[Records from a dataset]
________________
use crate::errors::{EngineError, EngineResult};
use schema::SpeciesId;
use serde::{Deserialize, Serialize};
use std::collections::HashMap;
use std::path::Path;
use std::time::Duration;

const BUNDLED_AGENT: &str = include_str!("../../data/agent.ron");

#[derive(Debug, Clone, Copy, PartialEq, Eq, Serialize, Deserialize, Default)]
pub enum Strategy {
    /// Single ply, exact hit/crit/miss weighting.
    Expectimax,
    /// Depth-bounded tree with pruned candidate sets.
    #[default]
    Minimax,
}

/// Weights of the static position evaluation.
#[derive(Debug, Clone, PartialEq, Serialize, Deserialize)]
#[serde(default)]
pub struct EvaluationWeights {
    /// Material value of species missing from `material`.
    pub default_material: f64,
    pub material: HashMap<SpeciesId, f64>,
    pub material_weight: f64,
    /// Flat bonus per sleeping foe minus sleeping ally.
    pub sleep_advantage: f64,
    pub sleep_multiplier: f64,
    pub paralysis_multiplier: f64,
    pub burn_multiplier: f64,
    pub freeze_multiplier: f64,
    /// Heuristic leaf score blend of HP share and roster share.
    pub hp_weight: f64,
    pub roster_weight: f64,
}

impl Default for EvaluationWeights {
    fn default() -> Self {
        Self {
            default_material: 140.0,
            material: HashMap::new(),
            material_weight: 0.5,
            sleep_advantage: 40.0,
            sleep_multiplier: 0.3,
            paralysis_multiplier: 0.85,
            burn_multiplier: 0.7,
            freeze_multiplier: 0.1,
            hp_weight: 0.6,
            roster_weight: 0.4,
        }
    }
}

#[derive(Debug, Clone, PartialEq, Serialize, Deserialize)]
#[serde(default)]
pub struct AgentConfig {
    pub strategy: Strategy,
    /// Tree depth `K` in turns.
    pub depth: u8,
    pub player_candidates: usize,
    /// How many externally proposed actions may join the player's candidates.
    pub proposed_candidates: usize,
    pub opponent_candidates: usize,
    pub predicted_candidates: usize,
    /// Inferred moves added to an opponent's known set.
    pub inferred_move_cap: usize,
    pub speed_coefficient: f64,
    pub hp_coefficient: f64,
    pub early_exit: bool,
    pub turn_deadline_ms: u64,
    pub oracle_timeout_ms: u64,
    pub switch_penalty: f64,
    /// Used instead of `switch_penalty` when the incoming combatant would not
    /// survive the foe's strongest hit.
    pub unsafe_switch_penalty: f64,
    pub evaluation: EvaluationWeights,
    pub log_capacity: usize,
    /// Seed for the random fallback tier. `None` draws from entropy.
    pub seed: Option<u64>,
}

impl Default for AgentConfig {
    fn default() -> Self {
        Self {
            strategy: Strategy::Minimax,
            depth: 2,
            player_candidates: 2,
            proposed_candidates: 2,
            opponent_candidates: 2,
            predicted_candidates: 1,
            inferred_move_cap: 4,
            speed_coefficient: 0.1,
            hp_coefficient: 0.4,
            early_exit: true,
            turn_deadline_ms: 30_000,
            oracle_timeout_ms: 5_000,
            switch_penalty: 30.0,
            unsafe_switch_penalty: 150.0,
            evaluation: EvaluationWeights::default(),
            log_capacity: 64,
            seed: None,
        }
    }
}

impl AgentConfig {
    pub fn from_ron(text: &str) -> EngineResult<Self> {
        ron::from_str(text).map_err(|err| EngineError::Config(format!("agent config: {}", err)))
    }

    pub fn load(path: &Path) -> EngineResult<Self> {
        let text = std::fs::read_to_string(path)
            .map_err(|err| EngineError::Config(format!("{}: {}", path.display(), err)))?;
        Self::from_ron(&text)
    }

    /// The tuning shipped in `data/agent.ron`.
    pub fn bundled() -> EngineResult<Self> {
        Self::from_ron(BUNDLED_AGENT)
    }

    pub fn with_strategy(mut self, strategy: Strategy) -> Self {
        self.strategy = strategy;
        self
    }

    pub fn turn_deadline(&self) -> Duration {
        Duration::from_millis(self.turn_deadline_ms)
    }

    pub fn oracle_timeout(&self) -> Duration {
        Duration::from_millis(self.oracle_timeout_ms)
    }
}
________________
ASSIGNED TASK: Reproduce the line that contains "combatant would not" and each line after it through the last line of the entries above, exactly; leave out all earlier lines.

YOUR RESPONSE:
    /// Used instead of `switch_penalty` when the incoming combatant would not
    /// survive the foe's strongest hit.
    pub unsafe_switch_penalty: f64,
    pub evaluation: EvaluationWeights,
    pub log_capacity: usize,
    /// Seed for the random fallback tier. `None` draws from entropy.
    pub seed: Option<u64>,
}

impl Default for AgentConfig {
    fn default() -> Self {
        Self {
            strategy: Strategy::Minimax,
            depth: 2,
            player_candidates: 2,
            proposed_candidates: 2,
            opponent_candidates: 2,
            predicted_candidates: 1,
            inferred_move_cap: 4,
            speed_coefficient: 0.1,
            hp_coefficient: 0.4,
            early_exit: true,
            turn_deadline_ms: 30_000,
            oracle_timeout_ms: 5_000,
            switch_penalty: 30.0,
            unsafe_switch_penalty: 150.0,
            evaluation: EvaluationWeights::default(),
            log_capacity: 64,
            seed: None,
        }
    }
}

impl AgentConfig {
    pub fn from_ron(text: &str) -> EngineResult<Self> {
        ron::from_str(text).map_err(|err| EngineError::Config(format!("agent config: {}", err)))
    }

    pub fn load(path: &Path) -> EngineResult<Self> {
        let text = std::fs::read_to_string(path)
            .map_err(|err| EngineError::Config(format!("{}: {}", path.display(), err)))?;
        Self::from_ron(&text)
    }

    /// The tuning shipped in `data/agent.ron`.
    pub fn bundled() -> EngineResult<Self> {
        Self::from_ron(BUNDLED_AGENT)
    }

    pub fn with_strategy(mut self, strategy: Strategy) -> Self {
        self.strategy = strategy;
        self
    }

    pub fn turn_deadline(&self) -> Duration {
        Duration::from_millis(self.turn_deadline_ms)
    }

    pub fn oracle_timeout(&self) -> Duration {
        Duration::from_millis(self.oracle_timeout_ms)
    }
}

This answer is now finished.